TRS Three Year Plan. If an eligible employee gives the Board a letter of retirement on or before March 1, three (3) years prior to the year of retirement, the employee will be removed from the salary schedule and for the final three (3) years of employment the employee’s TRS creditable earning shall be increased by six percent (6%) over the employee’s TRS creditable earnings for the prior years of employment respectively.

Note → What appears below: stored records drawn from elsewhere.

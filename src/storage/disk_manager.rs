//! Disk Manager - low-level file I/O for database pages.
//!
//! The [`DiskManager`] handles all direct file operations:
//! - Reading and writing pages
//! - Allocating and deallocating page identifiers
//! - Managing the database file

use std::fs::{File, OpenOptions};
use std::io::{Read, Seek, SeekFrom, Write};
use std::path::Path;

use crate::common::config::PAGE_SIZE;
use crate::common::{Error, PageId, Result};
use crate::storage::page::Page;

/// Manages disk I/O for a single database file.
///
/// # File Layout
/// The database is stored as a single file with pages laid out sequentially:
/// ```text
/// ┌─────────┬─────────┬─────────┬─────────┬─────────┐
/// │ Page 0  │ Page 1  │ Page 2  │  ...    │ Page N  │
/// │ (4KB)   │ (4KB)   │ (4KB)   │         │ (4KB)   │
/// └─────────┴─────────┴─────────┴─────────┴─────────┘
/// Offset:  0      4096     8192    ...    N×4096
/// ```
///
/// Page N is located at file offset `N × PAGE_SIZE`.
///
/// # Allocation
/// `allocate_page` hands out a fresh identifier, preferring identifiers
/// released by `deallocate_page` over extending the file. A reused page is
/// zeroed on disk before its identifier is handed back, so an allocated
/// identifier never collides with a live one and never exposes stale bytes.
/// The free set is in-memory only; it is rebuilt empty on `open`.
///
/// # Thread Safety
/// `DiskManager` is **single-threaded**. The `BufferPoolManager` is
/// responsible for serializing access to the disk manager.
///
/// # Durability
/// All writes are followed by `fsync()` to ensure durability.
pub struct DiskManager {
    file: File,
    /// Number of pages in the file.
    page_count: u32,
    /// Identifiers released by `deallocate_page`, available for reuse.
    free_pages: Vec<PageId>,
}

impl DiskManager {
    /// Create a new database file.
    ///
    /// # Errors
    /// Returns an error if the file already exists or cannot be created.
    pub fn create<P: AsRef<Path>>(path: P) -> Result<Self> {
        let file = OpenOptions::new()
            .read(true)
            .write(true)
            .create_new(true)
            .open(path)?;

        Ok(Self {
            file,
            page_count: 0,
            free_pages: Vec::new(),
        })
    }

    /// Open an existing database file.
    ///
    /// # Errors
    /// Returns an error if the file doesn't exist or cannot be opened.
    pub fn open<P: AsRef<Path>>(path: P) -> Result<Self> {
        let file = OpenOptions::new().read(true).write(true).open(&path)?;

        // Calculate page count from file size
        let metadata = file.metadata()?;
        let file_size = metadata.len();
        let page_count = (file_size / PAGE_SIZE as u64) as u32;

        Ok(Self {
            file,
            page_count,
            free_pages: Vec::new(),
        })
    }

    /// Open an existing database file, or create if it doesn't exist.
    pub fn open_or_create<P: AsRef<Path>>(path: P) -> Result<Self> {
        if path.as_ref().exists() {
            Self::open(path)
        } else {
            Self::create(path)
        }
    }

    /// Read a page from disk into the given buffer.
    ///
    /// Fills exactly `PAGE_SIZE` bytes.
    ///
    /// # Errors
    /// Returns `Error::PageNotFound` if the page hasn't been allocated.
    pub fn read_page(&mut self, page_id: PageId, page: &mut Page) -> Result<()> {
        if page_id.0 >= self.page_count {
            return Err(Error::PageNotFound(page_id));
        }

        let offset = (page_id.0 as u64) * (PAGE_SIZE as u64);
        self.file.seek(SeekFrom::Start(offset))?;
        self.file.read_exact(page.as_mut_slice())?;

        Ok(())
    }

    /// Write a page to disk.
    ///
    /// The page must have been previously allocated with `allocate_page()`.
    ///
    /// # Durability
    /// This method calls `fsync()` after writing to ensure the data is
    /// persisted to disk.
    ///
    /// # Errors
    /// Returns `Error::PageNotFound` if the page hasn't been allocated.
    pub fn write_page(&mut self, page_id: PageId, page: &Page) -> Result<()> {
        if page_id.0 >= self.page_count {
            return Err(Error::PageNotFound(page_id));
        }

        let offset = (page_id.0 as u64) * (PAGE_SIZE as u64);
        self.file.seek(SeekFrom::Start(offset))?;
        self.file.write_all(page.as_slice())?;
        self.file.sync_all()?;

        Ok(())
    }

    /// Allocate a new page on disk.
    ///
    /// Returns the `PageId` of the newly allocated page. The page is
    /// initialized with zeros. A previously deallocated identifier is
    /// reused when one is available; otherwise the file grows by one page.
    pub fn allocate_page(&mut self) -> Result<PageId> {
        let (page_id, grow) = match self.free_pages.pop() {
            Some(pid) => (pid, false),
            None => (PageId::new(self.page_count), true),
        };

        // Zero the page slot, extending the file when the id is fresh
        let offset = (page_id.0 as u64) * (PAGE_SIZE as u64);
        self.file.seek(SeekFrom::Start(offset))?;

        let zeros = [0u8; PAGE_SIZE];
        self.file.write_all(&zeros)?;
        self.file.sync_all()?;

        if grow {
            self.page_count += 1;
        }
        Ok(page_id)
    }

    /// Release a page identifier for reuse.
    ///
    /// The caller guarantees the page is no longer resident anywhere; the
    /// buffer pool evicts and cleans the frame before issuing this call.
    ///
    /// # Errors
    /// Returns `Error::PageNotFound` if the page was never allocated.
    pub fn deallocate_page(&mut self, page_id: PageId) -> Result<()> {
        if page_id.0 >= self.page_count {
            return Err(Error::PageNotFound(page_id));
        }

        self.free_pages.push(page_id);
        Ok(())
    }

    /// Get the number of pages in the database file (live or freed).
    #[inline]
    pub fn page_count(&self) -> u32 {
        self.page_count
    }

    /// Get the number of deallocated pages awaiting reuse.
    #[inline]
    pub fn free_page_count(&self) -> usize {
        self.free_pages.len()
    }

    /// Get the total size of the database file in bytes.
    #[inline]
    pub fn file_size(&self) -> u64 {
        (self.page_count as u64) * (PAGE_SIZE as u64)
    }
}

TRS Three Year Plan. If an eligible employee gives the Board a letter of retirement on or before March 1, three (3) years prior to the year of retirement, the employee will be removed from the salary schedule and for the final three (3) years of employment the employee’s TRS creditable earning shall be increased by six percent (6%) over the employee’s TRS creditable earnings for the prior years of employment respectively. • The employee’s prior year TRS creditable earnings for 2011-12 were $40,000. • The employee’s TRS creditable earnings for 2012-13 will be $42,400. (i.e., $40,000 x 1.06=$42,400.) • The creditable earnings for 2013-14 will be $44,944 (i.e. $42,400 x 1.06=$44,944). • The creditable earnings for the final year of 2014-15 will be $47,640.64. (i.e., $44,944 x 1.06 = $47,640.64).